そんな訳で、いつも必ずこの時期に一度は訪れる韮崎市北宮地という所から甘利山に通ずる林道に行って見た。この林道は現在崩壊が激しいので甘利山までは行くことが出来ない。また、更に国道20号線を北上して青木鉱泉へ入る林道から鳥居峠を経て甘利山へ行く道は通れるはずだが、道が悪くてお勧め出来ない。もし、甘利山へ行くなら全面舗装のさわら池経由の林道である。例年ならクガイソウ、コバギボウシ、ニッコウキスゲ等の花が咲き、駐車場から30分も歩けば行き着く山頂を一回りしてくれば、コヒョウモンモドキ、アサギマダラ、各種ヒョウモンチョウ、ウラジャノメ、ヒメキマダラヒカゲ等の蝶が飛んでいる筈である。また、8月に入れば山頂から千頭星山へ向かって1時間も歩けば、高山蝶のベニヒカゲやクモマベニヒカゲに会えることだろう。この道は人が来ずに静かな山旅が楽しめ、いつも富士山が見渡せるから最高である。しかし、去年はこの全面舗装の林道も、雨による土砂崩れにあって長らく通行止めとなっていた。いずれにしてもこの方面は雨による土砂崩れによって、すぐに通行止めとなるから要注意である。そんな訳で林道探索と言っても時間も無いことだし、ちょっと入り口から少し入っただけだったが、カラスアゲハやコムラサキが吸水していて満足して中山峠へ向かった。
 中山峠に入る林道脇の雑木林の側らに車を停めると、早くもオオムラサキが旋回してお出迎えとなった。ここのクヌギやコナラは多摩丘陵では信じられないくらいに樹液の出が豊富で、気持ち悪くなるばかりにアオカナブンやカナブンが集まっている。しかし、例年に比べるとオオムラサキの発生は少なく、おまけに厄介もののオオスズメバチも少ないから助かるものの、それに変わってコガタスズメバチやヒメスズメバチ等の中小型のスズメバチがのさばっている。昼近くになると八ヶ岳や奥秩父にモクモクと入道雲が発生し始めた。甲斐駒ケ岳や鋸岳には黒い雨雲が厚くなりつつある。今日は雷がやって来そうである。こんな光景を見ると、もうすぐそこまで夏がやって来ていると感じさせるのに充分であるのだが、どうした訳なのだろう。かなり長時間オオムラサキの羽の開くのを待っていたにもかかわらず、美しい青紫の羽を撮影する時間だけ開いていてくれる気の良い個体は現れず、雨でも降ったらと思い、更に林道を別荘地のある奥に詰めると、ニホンザルの群れが現れて木登りをしているではないか。大きな猿は木の幹にお腹をばんばん打ちつけながら物凄い勢いで登って行く、私の車に驚いた別の猿は、するすると滑るように降りてきて地上から5メートル以上もある高さから地面に飛び降りた。野生とはこんなに激しいものであるのか等と感心したが、以前、歩いていた時に猿の群れに出合った恐ろしさが甦って来た。

<今日観察出来たもの>
蝶/カラスアゲハ、オオムラサキ(写真左)、コムラサキ、コミスジ、シータテハ、ジャノメチョウ、クロヒカゲモドキ等。昆虫/ルリボシカミキリ、カブトムシ、ツノアオカメムシ、アオカナブン(写真右)、カナブン、ヒグラシ、コガタスズメバチ、ヒメスズメバチ等。

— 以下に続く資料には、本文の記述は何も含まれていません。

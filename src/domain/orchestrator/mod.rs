//! Chat round-trip rules: the state machine and tool-result bookkeeping
//! used by the application-level orchestrator.

mod pending_tool_calls;
mod state;

pub use pending_tool_calls::PendingToolCalls;
pub use state::OrchestratorState;
//! Application configuration module
//!
//! This module provides type-safe configuration loading from environment variables
//! using the `config` and `dotenvy` crates. Configuration is loaded with the
//! `RAG_BOT` prefix and nested values use double underscores as separators.
//!
//! # Example
//!
//! ```no_run
//! use whatsapp_rag_bot::config::AppConfig;
//!
//! let config = AppConfig::load().expect("Failed to load configuration");
//! config.validate().expect("Invalid configuration");
//!
//! println!("Server running on {}", config.server.socket_addr());
//! ```

mod assistant;
mod error;
mod features;
mod openai;
mod search;
mod server;
mod whatsapp;

pub use assistant::{
    AssistantConfig, InstructionMessages, InstructionsFile, DEFAULT_SYSTEM_PROMPT,
};
pub use error::{ConfigError, ValidationError};
pub use features::{FeatureFlags, KNOWN_TOOLS};
pub use openai::OpenAiConfig;
pub use search::SearchConfig;
pub use server::{Environment, LogFormat, ServerConfig};
pub use whatsapp::WhatsAppConfig;

use serde::Deserialize;

/// Unprefixed variable names accepted as fallbacks, with the key they fill.
///
/// These are the names reported in validation errors and tool output.
/// A `RAG_BOT__` variable for the same key takes precedence.
pub const PLAIN_ENV_NAMES: &[(&str, &str)] = &[
    ("OPEN_AI_ENDPOINT", "openai.endpoint"),
    ("OPEN_AI_KEY", "openai.api_key"),
    ("CHAT_MODEL", "openai.chat_model"),
    ("EMBEDDING_MODEL", "openai.embedding_model"),
    ("SEARCH_ENDPOINT", "search.endpoint"),
    ("SEARCH_KEY", "search.api_key"),
    ("INDEX_NAME", "search.index_name"),
    ("WHATSAPP_TOKEN", "whatsapp.access_token"),
    ("PHONE_NUMBER_ID", "whatsapp.phone_number_id"),
    ("VERIFY_TOKEN", "whatsapp.verify_token"),
];

/// Root application configuration
///
/// Load using [`AppConfig::load()`] which reads from environment variables.
#[derive(Debug, Clone, Deserialize, Default)]
pub struct AppConfig {
    /// Server configuration (host, port, environment, logging)
    #[serde(default)]
    pub server: ServerConfig,

    /// Azure OpenAI configuration
    #[serde(default)]
    pub openai: OpenAiConfig,

    /// Azure AI Search configuration
    #[serde(default)]
    pub search: SearchConfig,

    /// WhatsApp Cloud API configuration
    #[serde(default)]
    pub whatsapp: WhatsAppConfig,

    /// Assistant persona
    #[serde(default)]
    pub assistant: AssistantConfig,

    /// Feature flags
    #[serde(default)]
    pub features: FeatureFlags,
}

impl AppConfig {
    /// Load configuration from environment variables
    ///
    /// This function:
    /// 1. Loads `.env` file if present (for development)
    /// 2. Reads environment variables with `RAG_BOT` prefix
    /// 3. Uses `__` (double underscore) to separate nested values
    /// 4. Deserializes into typed configuration structs
    ///
    /// The unprefixed names in [`PLAIN_ENV_NAMES`] (for example `OPEN_AI_KEY`)
    /// are read as fallbacks for their keys.
    ///
    /// # Environment Variable Format
    ///
    /// - `RAG_BOT__SERVER__PORT=8080` -> `server.port = 8080`
    /// - `RAG_BOT__OPENAI__CHAT_MODEL=gpt-4o` -> `openai.chat_model = gpt-4o`
    ///
    /// # Errors
    ///
    /// Returns `ConfigError` if values cannot be parsed into expected types.
    /// Missing values are reported by [`AppConfig::validate()`].
    pub fn load() -> Result<Self, ConfigError> {
        dotenvy::dotenv().ok();

        let mut builder = config::Config::builder();
        for (var, key) in PLAIN_ENV_NAMES {
            if let Ok(value) = std::env::var(var) {
                builder = builder.set_default(*key, value)?;
            }
        }

        let config = builder
            .add_source(
                config::Environment::default()
                    .prefix("RAG_BOT")
                    .prefix_separator("__")
                    .separator("__"),
            )
            .build()?
            .try_deserialize()?;

        Ok(config)
    }

    /// Validate all configuration values
    ///
    /// Search settings are not checked here; the retrieval tools report
    /// missing search values as tool output.
    ///
    /// # Errors
    ///
    /// Returns `ValidationError` if any configuration value is invalid.
    pub fn validate(&self) -> Result<(), ValidationError> {
        self.validate_chat()?;
        self.whatsapp.validate()?;
        Ok(())
    }

    /// Validate only what the chat round trip needs (no messaging gateway).
    ///
    /// Used by the interactive console.
    pub fn validate_chat(&self) -> Result<(), ValidationError> {
        self.server.validate()?;
        self.openai.validate()?;
        self.assistant.validate()?;
        self.features.validate()?;
        Ok(())
    }

    /// Check if running in production environment
    pub fn is_production(&self) -> bool {
        self.server.is_production()
    }
}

7月21日、山梨県東八代郡中道町曾根丘陵公園〜中巨摩郡敷島町

 
今日は朝から雨が降っている。昨晩、大雨だったから止むはずであると思っていたのが大間違い。携帯電話が通じない乙女高原には、祝日である今日と考えていたのだが、これで2週間続けてお流れとなった。ユースのペアレントが蝶に造詣が深いと前に紹介したが「今年は虫屋さんは開店休業で泣いてますね」とおっしゃるのはまこと真実である。こんな天候では蝶も順調に成長して飛ばないのではなかろうか。また、今年、あまり蝶が飛ばなければ産卵数もぐっと減るだろうから、来年も期待できないかもしれない。しかし、そんなことはお構い無しに様々のものを撮影する私だから、雨さえ降っていなければとてもハッピーな訳である。甲府盆地の何処かは雨が降っていない筈だと、乙女高原に行けないのは残念だが、いたって暢気なものである。同宿の女性が「今日はどうしようかな? 昇仙峡巡りに行こうか行くまいか?」と迷っていたので、「雨や霧にむせぶ昇仙峡巡りも風情があって良いのではないですか。それに馬車には幌がついているから濡れませんよ」等と無責任な事を言って、「途中、通りますから乗って行きませんか」と勧めてしまった。果たして彼女は後悔していないだろうかと気がかりである。
 そんな訳で同宿の女性を昇仙峡入口で降ろすと、甲府盆地を見下ろせる敷島町の高台にある総合運動公園に行った。甲府盆地を見下ろすと先週と同じで中道町周辺の雲が薄い。そんな訳で7月14日と同じように中央高速を一区間乗って曾根丘陵公園へ行った。私が予想していた通り雨は降ってなく、今日も1日中、自然観察と写真撮影が出来ると思うと嬉しいような、また、雨が降って一日中寝ていたいものだとの思いもよぎる。こんなに毎日のように野山を歩いていると「晴耕雨読」等よりも「晴写雨寝」となり、雨で仕方が無いなぁ等と諦めるて寝る日が来るのが待ち遠しくなるのである。いずれにしても自然観察や写真撮影は持ち時間では無いのだから、もう少し余裕を持った時間配分をせねばならないと考え始めている。曽根崎丘陵公園は、先週、沢山のキノコが生えていたのだが、今日は見るべきキノコが無い。先日、小野路町の畑の横の栗林に入って行ったら見るべきものが無かったのと同じである。「今日は生えてませんね」と、その栗林に入ることを許可して貰っている地主の農家の方に話すと「一時沢山生えると、しばらくしねぇと生えないんだ」とおっしゃる。土とともに自然とともに生きて来た初老の農家のおじさんの言う事に間違い無い。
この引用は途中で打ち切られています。